Basis for modular forms with Nebentypus character

Question

(Sorry for my poor english..)

Let $N$ be a positive integer and $\chi$ be a Dirichlet character modulo 4N. I already know that the $\mathbb{C}$-vector space $S_{k}(\Gamma_1(N))$ has a basis $\{F_1,\cdots F_n\}$ with the Fourier coefficients of $F_i$ (at infinity) are rational.

My questions are..

1. Does the $\mathbb{C}$-vector space $S_{k}(\Gamma_0(N),\chi)$ also has a basis $\{G_1,\cdots G_m \}$ with the Fourier coefficients of $G_i$ (at infinity) are rational?

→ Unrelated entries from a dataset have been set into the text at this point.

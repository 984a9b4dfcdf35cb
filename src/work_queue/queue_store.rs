//! Work queue storage and persistence.
//!
//! Provides SQLite-backed storage for pipeline jobs. Producers only see the
//! [`WorkQueue`] capabilities; the runner drives jobs through their lifecycle
//! with the [`JobLedger`] state transitions.

use super::models::*;
use super::schema::WORK_QUEUE_VERSIONED_SCHEMAS;
use crate::sqlite_persistence::open_versioned;
use anyhow::{Context, Result};
use rusqlite::{params, Connection, OptionalExtension};
use std::path::Path;
use std::sync::{Arc, Mutex};
use std::time::Duration;

/// Default per-job estimate used by [`WorkQueue::get_wait_estimate`].
pub const DEFAULT_SECONDS_PER_JOB: u64 = 40;

/// Producer-side capabilities of the work queue.
pub trait WorkQueue: Send + Sync {
    /// Add a new job to the queue. Returns the job id.
    fn enqueue(&self, job: NewJob) -> Result<String>;

    /// Rough time until a job enqueued now would complete.
    fn get_wait_estimate(&self) -> Result<Duration>;

    /// Job counts per status.
    fn queue_stats(&self) -> Result<QueueStats>;
}

/// Consumer-side state transitions of the work queue.
pub trait JobLedger: Send + Sync {
    /// Get a job by ID.
    fn get_job(&self, id: &str) -> Result<Option<QueuedJob>>;

    /// Atomically claim the next pending job (PENDING → IN_PROGRESS),
    /// by priority, then age.
    fn claim_next(&self) -> Result<Option<QueuedJob>>;

    /// Mark a claimed job as completed.
    fn mark_completed(&self, id: &str) -> Result<()>;

    /// Schedule a claimed job for another attempt, consuming one retry.
    fn mark_retry_waiting(&self, id: &str, next_retry_at: i64, error: &str) -> Result<()>;

    /// Move a claimed job to `DEAD`.
    /// Returns true only for the call that performed the transition.
    fn mark_dead(&self, id: &str, error: &str) -> Result<bool>;

    /// `DEAD` jobs whose terminal-failure handling has not succeeded yet,
    /// oldest first.
    fn get_unreconciled_dead(&self, limit: usize) -> Result<Vec<QueuedJob>>;

    /// Record that terminal-failure handling of a `DEAD` job succeeded.
    fn mark_reconciled(&self, id: &str) -> Result<()>;

    /// Promote due `RETRY_WAITING` jobs back to `PENDING`. Returns the count.
    fn promote_retry_ready(&self) -> Result<usize>;

    /// Re-queue jobs stuck `IN_PROGRESS` for longer than the threshold.
    /// Returns the count.
    fn requeue_stale(&self, stale_threshold_secs: i64) -> Result<usize>;
}

/// SQLite-backed work queue.
pub struct SqliteWorkQueue {
    conn: Arc<Mutex<Connection>>,
    seconds_per_job: u64,
}

impl SqliteWorkQueue {
    /// Open an existing queue database or create a new one with the current schema.
    pub fn new<P: AsRef<Path>>(db_path: P) -> Result<Self> {
        let conn = open_versioned(db_path, WORK_QUEUE_VERSIONED_SCHEMAS, "work queue")?;
        Ok(SqliteWorkQueue {
            conn: Arc::new(Mutex::new(conn)),
            seconds_per_job: DEFAULT_SECONDS_PER_JOB,
        })
    }

    /// Create an in-memory queue for testing.
    #[cfg(test)]
    pub fn in_memory() -> Result<Self> {
        let conn = Connection::open_in_memory()?;
        WORK_QUEUE_VERSIONED_SCHEMAS
            .last()
            .context("No schemas defined")?
            .create(&conn)?;

        Ok(SqliteWorkQueue {
            conn: Arc::new(Mutex::new(conn)),
            seconds_per_job: DEFAULT_SECONDS_PER_JOB,
        })
    }

    pub fn with_seconds_per_job(mut self, seconds_per_job: u64) -> Self {
        self.seconds_per_job = seconds_per_job;
        self
    }

    fn row_to_job(row: &rusqlite::Row) -> rusqlite::Result<QueuedJob> {
        let kind: String = row.get("kind")?;
        let status: String = row.get("status")?;
        let priority: i32 = row.get("priority")?;

        Ok(QueuedJob {
            id: row.get("id")?,
            kind: JobKind::from_db_str(&kind).ok_or_else(|| {
                rusqlite::Error::FromSqlConversionFailure(
                    0,
                    rusqlite::types::Type::Text,
                    format!("Unknown job kind: {}", kind).into(),
                )
            })?,
            payload: row.get("payload")?,
            status: JobStatus::from_db_str(&status).unwrap_or(JobStatus::Pending),
            priority: JobPriority::from_i32(priority).unwrap_or(JobPriority::Default),
            retry_count: row.get("retry_count")?,
            max_retries: row.get("max_retries")?,
            created_at: row.get("created_at")?,
            started_at: row.get("started_at")?,
            completed_at: row.get("completed_at")?,
            next_retry_at: row.get("next_retry_at")?,
            last_error: row.get("last_error")?,
        })
    }
}

impl WorkQueue for SqliteWorkQueue {
    fn enqueue(&self, job: NewJob) -> Result<String> {
        let conn = self.conn.lock().unwrap();
        let id = uuid::Uuid::new_v4().to_string();

        conn.execute(
            r#"INSERT INTO work_queue (
                id, kind, payload, status, priority, retry_count, max_retries, created_at
            ) VALUES (?1, ?2, ?3, ?4, ?5, 0, ?6, ?7)"#,
            params![
                id,
                job.kind.as_db_str(),
                job.payload.to_string(),
                JobStatus::Pending.as_db_str(),
                job.priority.as_i32(),
                job.max_retries,
                chrono::Utc::now().timestamp(),
            ],
        )
        .with_context(|| format!("Failed to enqueue {} job", job.kind))?;

        Ok(id)
    }

    fn get_wait_estimate(&self) -> Result<Duration> {
        let stats = self.queue_stats()?;
        let jobs_ahead = stats.active() as u64 + 1;
        Ok(Duration::from_secs(jobs_ahead * self.seconds_per_job))
    }

    fn queue_stats(&self) -> Result<QueueStats> {
        let conn = self.conn.lock().unwrap();
        let mut stmt = conn.prepare("SELECT status, COUNT(*) FROM work_queue GROUP BY status")?;
        let counts = stmt
            .query_map([], |row| {
                Ok((row.get::<_, String>(0)?, row.get::<_, i64>(1)? as usize))
            })?
            .collect::<rusqlite::Result<Vec<_>>>()?;

        let mut stats = QueueStats::default();
        for (status, count) in counts {
            match JobStatus::from_db_str(&status) {
                Some(JobStatus::Pending) => stats.pending = count,
                Some(JobStatus::InProgress) => stats.in_progress = count,
                Some(JobStatus::RetryWaiting) => stats.retry_waiting = count,
                Some(JobStatus::Completed) => stats.completed = count,
                Some(JobStatus::Dead) => stats.dead = count,
                None => {}
            }
        }
        Ok(stats)
    }
}

impl JobLedger for SqliteWorkQueue {
    fn get_job(&self, id: &str) -> Result<Option<QueuedJob>> {
        let conn = self.conn.lock().unwrap();
        let job = conn
            .query_row(
                "SELECT * FROM work_queue WHERE id = ?1",
                [id],
                Self::row_to_job,
            )
            .optional()?;
        Ok(job)
    }

    fn claim_next(&self) -> Result<Option<QueuedJob>> {
        let conn = self.conn.lock().unwrap();
        let job = conn
            .query_row(
                r#"UPDATE work_queue
                   SET status = 'IN_PROGRESS', started_at = ?1
                   WHERE id = (
                       SELECT id FROM work_queue
                       WHERE status = 'PENDING'
                       ORDER BY priority ASC, created_at ASC, rowid ASC
                       LIMIT 1
                   ) AND status = 'PENDING'
                   RETURNING *"#,
                [chrono::Utc::now().timestamp()],
                Self::row_to_job,
            )
            .optional()
            .context("Failed to claim next job")?;
        Ok(job)
    }

    fn mark_completed(&self, id: &str) -> Result<()> {
        let conn = self.conn.lock().unwrap();
        conn.execute(
            r#"UPDATE work_queue
               SET status = 'COMPLETED', completed_at = ?1
               WHERE id = ?2 AND status = 'IN_PROGRESS'"#,
            params![chrono::Utc::now().timestamp(), id],
        )?;
        Ok(())
    }

    fn mark_retry_waiting(&self, id: &str, next_retry_at: i64, error: &str) -> Result<()> {
        let conn = self.conn.lock().unwrap();
        conn.execute(
            r#"UPDATE work_queue
               SET status = 'RETRY_WAITING',
                   retry_count = retry_count + 1,
                   next_retry_at = ?1,
                   last_error = ?2
               WHERE id = ?3 AND status = 'IN_PROGRESS'"#,
            params![next_retry_at, error, id],
        )?;
        Ok(())
    }

    fn mark_dead(&self, id: &str, error: &str) -> Result<bool> {
        let conn = self.conn.lock().unwrap();
        let updated = conn.execute(
            r#"UPDATE work_queue
               SET status = 'DEAD', completed_at = ?1, last_error = ?2
               WHERE id = ?3 AND status = 'IN_PROGRESS'"#,
            params![chrono::Utc::now().timestamp(), error, id],
        )?;
        Ok(updated > 0)
    }

    fn get_unreconciled_dead(&self, limit: usize) -> Result<Vec<QueuedJob>> {
        let conn = self.conn.lock().unwrap();
        let mut stmt = conn.prepare(
            r#"SELECT * FROM work_queue
               WHERE status = 'DEAD' AND reconciled_at IS NULL
               ORDER BY completed_at ASC, rowid ASC
               LIMIT ?1"#,
        )?;
        let jobs = stmt
            .query_map([limit as i64], Self::row_to_job)?
            .collect::<rusqlite::Result<Vec<_>>>()
            .context("Failed to list unreconciled dead jobs")?;
        Ok(jobs)
    }

    fn mark_reconciled(&self, id: &str) -> Result<()> {
        let conn = self.conn.lock().unwrap();
        conn.execute(
            r#"UPDATE work_queue
               SET reconciled_at = ?1
               WHERE id = ?2 AND status = 'DEAD'"#,
            params![chrono::Utc::now().timestamp(), id],
        )?;
        Ok(())
    }

    fn promote_retry_ready(&self) -> Result<usize> {
        let conn = self.conn.lock().unwrap();
        let promoted = conn.execute(
            r#"UPDATE work_queue
               SET status = 'PENDING', next_retry_at = NULL
               WHERE status = 'RETRY_WAITING' AND next_retry_at <= ?1"#,
            [chrono::Utc::now().timestamp()],
        )?;
        Ok(promoted)
    }

    fn requeue_stale(&self, stale_threshold_secs: i64) -> Result<usize> {
        let conn = self.conn.lock().unwrap();
        let cutoff = chrono::Utc::now().timestamp() - stale_threshold_secs;
        let requeued = conn.execute(
            r#"UPDATE work_queue
               SET status = 'PENDING', started_at = NULL
               WHERE status = 'IN_PROGRESS' AND started_at < ?1"#,
            [cutoff],
        )?;
        Ok(requeued)
    }
}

2. Does the $\mathbb{C}$-vector space $S_{k+\frac{1}{2}}(\Gamma_0(4N),\chi)$ also has a basis $\{G_1,\cdots G_m \}$ with the Fourier coefficients of $G_i$ (at infinity) are in $K$? ($K$ is a number field.)

(Thanks for reading)

EDIT : How about number field $K$ instead of rational number? In other words, does the $\mathbb{C}$-vector space $S_{k}(\Gamma_0(N),\chi)$ also has a basis $\{G_1,\cdots G_m \}$ with the Fourier coefficients of $G_i$ (at infinity) are in $K$? ($K$ is a number field.)

Answer 1

This is not true in general: one can prove that if $f \in M_k(\Gamma_0(N),\chi)$ is a non-zero modular form with Nebentypus character $\chi$ (without any newform assumption), then the field generated by the Fourier coefficients of $f$ contains $\mathbf{Q}(\chi)$, see e.g. Corollary 3.6 in this preprint.

On the other hand, if you consider a Galois orbit of Dirichlet characters, and consider the (direct) sum of the spaces of cusp forms corresponding to these characters, then the answer is yes because this space is stable under $\mathrm{Aut}(\mathbb{C})$ (acting as usual on the Fourier expansion).

EDIT. In weight 2, the first example appears in level $N=13$. The space $S_2(\Gamma_1(13))$ is $2$-dimensional and decomposes as the direct sum of two lines associated to the Nebentypes $\chi$ and $\overline{\chi}$ respectively, where $\chi$ is the Dirichlet character modulo 13 defined by $\chi(2)=e^{2\pi i/6}$. Each of these lines is generated by a newform with coefficients in $\mathbb{Q}(e^{2\pi i/6})$, so there is no way to get a modular form with rational coefficients inside these eigenspaces.

EDIT 2. Regarding the question whether $S_k(\Gamma_0(N),\chi)$ admits a basis of modular forms with coefficients in some number field $K$, an obvious necessary condition is that $K$ contains the values of $\chi$ (by Corollary 3.6 mentioned above). Conversely, if $K$ contains the values of $\chi$, then the operator $\pi_\chi = \sum_{\lambda \in (\mathbb{Z}/N\mathbb{Z})^\times} \bar{\chi}(\lambda) \langle \lambda \rangle$ commutes with $\mathrm{Aut}(\mathbb{C}/K)$ because the diamond operators $\langle \lambda \rangle$ are defined over $\mathbb{Q}$. So if you take a basis of $S_k(\Gamma_1(N))$ consisting of modular forms with rational coefficients and apply $\pi_\chi$, you get a generating family of $S_k(\Gamma_0(N),\chi)$ with coefficients in $K$, as desired.

For half-integral weight modular forms, I have not checked the details but I think these properties still hold, see Theorem 2.6 in this preprint.

EDIT 3. Here is a sketch of an argument for half-integral weight modular forms. I assume that your definition of $S_{k+1/2}(\Gamma_0(4N),\chi)$ is the same as in Shimura's Annals paper "On modular forms of half-integral weight", so that the Jacobi theta function $\theta(q)=\sum_{n \in \mathbb{Z}} q^{n^2}$ is modular for $\Gamma_0(4)$ with trivial character. Let $f \in S_{k+1/2}(\Gamma_0(4N),\chi)$ with Fourier coefficients in $K_f$. Then $f \theta \in S_{k+1}(\Gamma_0(4N),\chi)$, so by the above the field generated by the coefficients of $f \theta$ contains $\mathbb{Q}(\chi)$. Since $\theta$ is invertible in $\mathbb{Z}[[q]]$, the same is true for $f$. Conversely, if $K$ is a number field containing the values of $\chi$ then you can proceed as above to show that $S_{k+1/2}(\Gamma_0(4N),\chi)$ has a basis of modular forms with coefficients in $K$. The key point is that $S_{k+1/2}(\Gamma_1(4N))$ has a basis of modular forms with rational coefficients, which you can prove using the map $f \mapsto f \theta$.